Dataset records:
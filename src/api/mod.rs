//! 백엔드 REST API 클라이언트
//! 기본 URL, Bearer 토큰 첨부, 401 처리(세션 삭제 + 로그인 이동 훅)를 담당한다.
// region:    --- Imports
use crate::config::ClientConfig;
use crate::error::{ClientError, ClientResult};
use crate::session::Session;
use reqwest::{Method, RequestBuilder, StatusCode};
use serde::de::DeserializeOwned;
use serde::Serialize;
use std::sync::Arc;
use tracing::{debug, warn};

// endregion: --- Imports

// region:    --- Modules
pub mod endpoints;
pub mod envelope;
pub mod favorites;
pub mod goods;
pub mod purchases;
pub mod users;

pub use favorites::FavoriteApi;
pub use goods::{GoodsApi, LiveGoodsQuery};
pub use purchases::PurchaseApi;
pub use users::AccountApi;

// endregion: --- Modules

// region:    --- Api Client
/// 401 응답 시 호출되는 콜백 (로그인 화면 이동)
pub type UnauthorizedHook = Arc<dyn Fn() + Send + Sync>;

/// 인증 요구 여부
#[derive(Debug, Clone, Copy, PartialEq, Eq)]
enum Auth {
    /// 토큰 첨부, 401 은 세션 만료로 처리
    Session,
    /// 로그인/회원가입: 401 은 입력 오류로 처리
    Anonymous,
}

/// HTTP 클라이언트 래퍼
#[derive(Clone)]
pub struct ApiClient {
    http: reqwest::Client,
    base_url: String,
    session: Session,
    on_unauthorized: Option<UnauthorizedHook>,
}

impl ApiClient {
    pub fn new(config: &ClientConfig, session: Session) -> ClientResult<Self> {
        let http = reqwest::Client::builder()
            .timeout(config.http_timeout)
            .build()?;
        Ok(Self {
            http,
            base_url: crate::config::normalize_base_url(&config.api_base_url),
            session,
            on_unauthorized: None,
        })
    }

    /// 401 콜백 등록
    pub fn with_unauthorized_hook(mut self, hook: UnauthorizedHook) -> Self {
        self.on_unauthorized = Some(hook);
        self
    }

    pub fn session(&self) -> &Session {
        &self.session
    }

    pub fn base_url(&self) -> &str {
        &self.base_url
    }

    fn url(&self, path: &str) -> String {
        format!("{}{}", self.base_url, path)
    }

    /// GET
    pub(crate) async fn get_json<T: DeserializeOwned>(&self, path: &str) -> ClientResult<T> {
        let request = self.http.get(self.url(path));
        self.execute(request, Auth::Session).await
    }

    /// GET + 쿼리 파라미터
    pub(crate) async fn get_json_with_query<T, Q>(&self, path: &str, query: &Q) -> ClientResult<T>
    where
        T: DeserializeOwned,
        Q: Serialize + ?Sized,
    {
        let request = self.http.get(self.url(path)).query(query);
        self.execute(request, Auth::Session).await
    }

    /// 본문 없는 요청 (DELETE 등)
    pub(crate) async fn send<T: DeserializeOwned>(
        &self,
        method: Method,
        path: &str,
    ) -> ClientResult<T> {
        let request = self.http.request(method, self.url(path));
        self.execute(request, Auth::Session).await
    }

    /// JSON 본문 요청
    pub(crate) async fn send_json<T, B>(&self, method: Method, path: &str, body: &B) -> ClientResult<T>
    where
        T: DeserializeOwned,
        B: Serialize + ?Sized,
    {
        let request = self.http.request(method, self.url(path)).json(body);
        self.execute(request, Auth::Session).await
    }

    /// 토큰 없이 보내는 JSON 본문 요청
    pub(crate) async fn send_json_anonymous<T, B>(
        &self,
        method: Method,
        path: &str,
        body: &B,
    ) -> ClientResult<T>
    where
        T: DeserializeOwned,
        B: Serialize + ?Sized,
    {
        let request = self.http.request(method, self.url(path)).json(body);
        self.execute(request, Auth::Anonymous).await
    }

    async fn execute<T: DeserializeOwned>(
        &self,
        request: RequestBuilder,
        auth: Auth,
    ) -> ClientResult<T> {
        let request = match (auth, self.session.token()?) {
            (Auth::Session, Some(token)) => request.bearer_auth(token),
            _ => request,
        };

        let response = request
            .header("Accept", "application/json")
            .send()
            .await?;
        let status = response.status();
        debug!("{:<12} --> {} {}", "Http", status.as_u16(), response.url().path());

        if status == StatusCode::UNAUTHORIZED && auth == Auth::Session {
            self.handle_unauthorized();
            return Err(ClientError::Unauthenticated);
        }

        if !status.is_success() {
            let body = response.text().await.unwrap_or_default();
            let message = parse_error_message(status, &body);
            return Err(match auth {
                Auth::Anonymous if status == StatusCode::UNAUTHORIZED => {
                    ClientError::ValidationFailed(message)
                }
                _ => ClientError::ProviderUnavailable(message),
            });
        }

        Ok(response.json::<T>().await?)
    }

    /// 세션 삭제 후 로그인 이동 콜백 호출
    fn handle_unauthorized(&self) {
        warn!("{:<12} --> 인증 만료: 세션 삭제 후 로그인으로 이동", "Http");
        if let Err(e) = self.session.sign_out() {
            warn!("{:<12} --> 세션 삭제 실패: {}", "Http", e);
        }
        if let Some(hook) = &self.on_unauthorized {
            hook();
        }
    }
}

/// 실패 응답 본문에서 서버 메시지 추출
fn parse_error_message(status: StatusCode, body: &str) -> String {
    let message = serde_json::from_str::<serde_json::Value>(body)
        .ok()
        .and_then(|value| {
            value
                .get("message")
                .and_then(|m| m.as_str())
                .map(str::to_string)
        })
        .filter(|m| !m.trim().is_empty());

    match message {
        Some(message) => message,
        None if status == StatusCode::NOT_FOUND => "요청한 정보를 찾을 수 없습니다.".to_string(),
        None => format!("서버 요청이 실패했습니다 (HTTP {})", status.as_u16()),
    }
}

// endregion: --- Api Client


// endregion: --- Tests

▶ **What this task involves**:
Report each line in the data that holds the word "StatusCode".

▶ **Expected answer**:
use reqwest::{Method, RequestBuilder, StatusCode};
        if status == StatusCode::UNAUTHORIZED && auth == Auth::Session {
                Auth::Anonymous if status == StatusCode::UNAUTHORIZED => {
fn parse_error_message(status: StatusCode, body: &str) -> String {
        None if status == StatusCode::NOT_FOUND => "요청한 정보를 찾을 수 없습니다.".to_string(),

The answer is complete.